(Source material)

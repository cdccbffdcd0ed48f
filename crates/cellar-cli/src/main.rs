//! Cellar CLI - run snippets against an isolated, lazily bootstrapped worker.

mod colors;
mod executor;
mod repl;
mod run;

use clap::{Parser, Subcommand};

#[derive(Parser)]
#[command(name = "cellar")]
#[command(about = "Run snippets against an isolated, order-preserving worker")]
#[command(version)]
struct Cli {
    #[command(subcommand)]
    command: Commands,

    /// Enable verbose logging
    #[arg(short, long, global = true)]
    verbose: bool,
}

#[derive(Subcommand)]
enum Commands {
    /// Run a snippet file, splitting it at `# %%` markers
    Run {
        /// Path to the snippet file
        file: String,

        /// Extension package to load at bootstrap (repeatable)
        #[arg(short, long = "package")]
        packages: Vec<String>,

        /// Run the worker in a separate process
        #[arg(long)]
        isolated: bool,
    },

    /// Start an interactive session reading snippets from stdin
    Repl {
        /// Extension package to load at bootstrap (repeatable)
        #[arg(short, long = "package")]
        packages: Vec<String>,

        /// Run the worker in a separate process
        #[arg(long)]
        isolated: bool,
    },
}

#[tokio::main]
async fn main() -> anyhow::Result<()> {
    let cli = Cli::parse();

    // Initialize logging
    let filter = if cli.verbose {
        tracing_subscriber::EnvFilter::from_default_env()
            .add_directive(tracing::Level::DEBUG.into())
    } else {
        tracing_subscriber::EnvFilter::from_default_env().add_directive(tracing::Level::WARN.into())
    };

    tracing_subscriber::fmt()
        .with_env_filter(filter)
        .with_target(false)
        .with_writer(std::io::stderr)
        .init();

    // Helper to format cellar-core errors with recovery hints
    let format_error = |err: anyhow::Error| -> anyhow::Error {
        if let Some(cellar_err) = err.downcast_ref::<cellar_core::Error>() {
            anyhow::anyhow!("{}", cellar_err.with_hint())
        } else {
            err
        }
    };

    match cli.command {
        Commands::Run {
            file,
            packages,
            isolated,
        } => run::execute(&file, packages, isolated).await.map_err(format_error)?,

        Commands::Repl { packages, isolated } => {
            repl::execute(packages, isolated).await.map_err(format_error)?;
        }
    }

    Ok(())
}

(End Source material)

> _Problem to solve_: Repeat only the lines above, from the first line of the entries through the line that contains "an isolated, order-preserving", including both ends.

> _Solved exercise_:
repository cdccbffdcd0ed48f
filename crates/cellar-cli/src/main.rs
//! Cellar CLI - run snippets against an isolated, lazily bootstrapped worker.

mod colors;
mod executor;
mod repl;
mod run;

use clap::{Parser, Subcommand};

#[derive(Parser)]
#[command(name = "cellar")]
#[command(about = "Run snippets against an isolated, order-preserving worker")]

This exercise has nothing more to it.